# [Prompt]
Please report how many lines in the records below contain "their". Reply with the number alone.
:: Data records ::
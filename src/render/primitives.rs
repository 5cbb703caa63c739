//! Rectangle and polygon fills on image buffers

use image::{ImageBuffer, Pixel};

use crate::io::error::{Result, invalid_parameter};
use crate::spatial::{Cell, Direction};

/// Inclusive pixel rectangle as `(min, max)` corners `[x, y]`
pub type PixelRect = ([i64; 2], [i64; 2]);

/// Pixel size of a `width × height` grid at `cell_size`
///
/// # Errors
///
/// Returns `InvalidParameter` if `cell_size` is zero or the result overflows `u32`
pub fn canvas_size(width: usize, height: usize, cell_size: u32) -> Result<(u32, u32)> {
    if cell_size == 0 {
        return Err(invalid_parameter("cell_size", &cell_size, &"must be positive"));
    }
    let scale = |cells: usize, parameter: &'static str| {
        u32::try_from(cells)
            .ok()
            .and_then(|cells| cells.checked_mul(cell_size))
            .ok_or_else(|| invalid_parameter(parameter, &cells, &"image would be too large"))
    };
    Ok((scale(width, "width")?, scale(height, "height")?))
}

/// Pixel regions a cell contributes to the open floor
///
/// The cell's interior (unless solid) and, for each removed wall, the two
/// border pixels on that side so passages join their neighbors. `origin` is
/// the cell's top-left pixel.
pub fn open_regions(cell: &Cell, origin: [i64; 2], cell_size: u32) -> Vec<PixelRect> {
    let [x, y] = origin;
    let cs = i64::from(cell_size);
    let mut regions = Vec::with_capacity(5);

    if !cell.solid {
        regions.push(([x + 1, y + 1], [x + cs - 2, y + cs - 2]));
    }
    for direction in Direction::ALL {
        if cell.has_wall(direction) {
            continue;
        }
        regions.push(match direction {
            Direction::West => ([x, y + 1], [x + 1, y + cs - 2]),
            Direction::East => ([x + cs - 2, y + 1], [x + cs - 1, y + cs - 2]),
            Direction::North => ([x + 1, y], [x + cs - 2, y + 1]),
            Direction::South => ([x + 1, y + cs - 2], [x + cs - 2, y + cs - 1]),
        });
    }
    regions
}

/// Fill an inclusive rectangle, clipped to the image
pub fn fill_rect<P: Pixel>(
    img: &mut ImageBuffer<P, Vec<P::Subpixel>>,
    (min, max): PixelRect,
    color: P,
) {
    let (width, height) = (i64::from(img.width()), i64::from(img.height()));
    let x_range = min[0].max(0)..=max[0].min(width - 1);
    let y_range = min[1].max(0)..=max[1].min(height - 1);
    for py in y_range {
        for px in x_range.clone() {
            img.put_pixel(px as u32, py as u32, color);
        }
    }
}

/// Vertices of a regular polygon
///
/// The first vertex sits at `rotation` degrees, measured clockwise from the +x
/// axis in image coordinates (so -90 points up).
pub fn regular_polygon(center: [f64; 2], radius: f64, sides: usize, rotation: f64) -> Vec<[f64; 2]> {
    let step = 360.0 / sides.max(3) as f64;
    (0..sides.max(3))
        .map(|k| {
            let angle = (k as f64).mul_add(step, rotation).to_radians();
            [
                radius.mul_add(angle.cos(), center[0]),
                radius.mul_add(angle.sin(), center[1]),
            ]
        })
        .collect()
}

/// Fill a convex polygon by testing pixel centers
pub fn fill_convex_polygon<P: Pixel>(
    img: &mut ImageBuffer<P, Vec<P::Subpixel>>,
    vertices: &[[f64; 2]],
    color: P,
) {
    if vertices.len() < 3 {
        return;
    }
    let min_x = vertices.iter().map(|v| v[0]).fold(f64::INFINITY, f64::min);
    let max_x = vertices.iter().map(|v| v[0]).fold(f64::NEG_INFINITY, f64::max);
    let min_y = vertices.iter().map(|v| v[1]).fold(f64::INFINITY, f64::min);
    let max_y = vertices.iter().map(|v| v[1]).fold(f64::NEG_INFINITY, f64::max);

    let x_start = min_x.floor().max(0.0) as u32;
    let y_start = min_y.floor().max(0.0) as u32;
    let x_end = (max_x.ceil().max(0.0) as u32).min(img.width());
    let y_end = (max_y.ceil().max(0.0) as u32).min(img.height());

    for py in y_start..y_end {
        for px in x_start..x_end {
            if contains_point(vertices, [f64::from(px) + 0.5, f64::from(py) + 0.5]) {
                img.put_pixel(px, py, color);
            }
        }
    }
}

// Inside when the point is on the same side of every edge
fn contains_point(vertices: &[[f64; 2]], point: [f64; 2]) -> bool {
    let mut positive = false;
    let mut negative = false;
    for (index, a) in vertices.iter().enumerate() {
        let Some(b) = vertices.get((index + 1) % vertices.len()) else {
            continue;
        };
        let cross = (b[0] - a[0]).mul_add(point[1] - a[1], -((b[1] - a[1]) * (point[0] - a[0])));
        positive |= cross > 0.0;
        negative |= cross < 0.0;
    }
    !(positive && negative)
}
//! Command layer, configuration, errors and file output

/// Command-line parsing and batch generation
pub mod cli;
/// Maze commands and their artifacts
pub mod commands;
/// Defaults and fixed parameters
pub mod configuration;
/// Error types
pub mod error;
/// PNG export
pub mod export;
/// Batch progress display
pub mod progress;
//! Tests for the boolean occupancy mask

#[cfg(test)]
mod tests {
    use rand::{SeedableRng, rngs::StdRng};
    use shapemaze::MazeMaker;
    use shapemaze::render::mask::is_open;
    use shapemaze::render::render_mask;
    use shapemaze::spatial::{Direction, Grid};

    // Tests mask size matches the image layout
    #[test]
    fn test_mask_dimensions() {
        let Ok(mut maker) = MazeMaker::seeded(3, 5, 1) else {
            unreachable!("positive dimensions are valid");
        };
        let mask = render_mask(&mut maker, 10);
        assert_eq!(mask.ok().map(|mask| mask.dimensions()), Some((30, 50)));
    }

    // Tests floor is open and solid cells are closed
    // Verified by filling interiors of solid cells
    #[test]
    fn test_mask_excludes_solid_cells() {
        let mut grid = Grid::new(3, 3);
        grid.mark_blocked([2, 2]);
        let Ok(mut maker) = MazeMaker::from_grid(grid, StdRng::seed_from_u64(6)) else {
            unreachable!("grid is non-empty");
        };
        assert!(maker.generate().is_ok());
        let Ok(mask) = render_mask(&mut maker, 8) else {
            unreachable!("valid cell size");
        };

        assert!(is_open(&mask, 3, 3), "cell (1, 1) floor");
        assert!(!is_open(&mask, 11, 11), "cell (2, 2) is solid");
        assert!(!is_open(&mask, 0, 0), "corners are wall");
        assert!(!is_open(&mask, 100, 100), "outside the mask");
    }

    // Tests passages open the shared border and walls keep it closed
    // Verified by skipping wall extensions in open_regions
    #[test]
    fn test_mask_follows_walls() {
        let Ok(mut maker) = MazeMaker::seeded(2, 1, 0) else {
            unreachable!("positive dimensions are valid");
        };
        assert!(maker.generate().is_ok());
        assert!(!maker.grid().get([1, 1]).has_wall(Direction::East));

        let Ok(mask) = render_mask(&mut maker, 8) else {
            unreachable!("valid cell size");
        };
        // Border between the two cells spans x = 6..=9
        for x in 6..=9 {
            assert!(is_open(&mask, x, 4), "x = {x} should be open");
        }
        // Outer border stays closed
        assert!(!is_open(&mask, 0, 4));
        assert!(!is_open(&mask, 4, 0));
        assert!(!is_open(&mask, 15, 4));
    }
}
:::
# [Result of this exercise]
2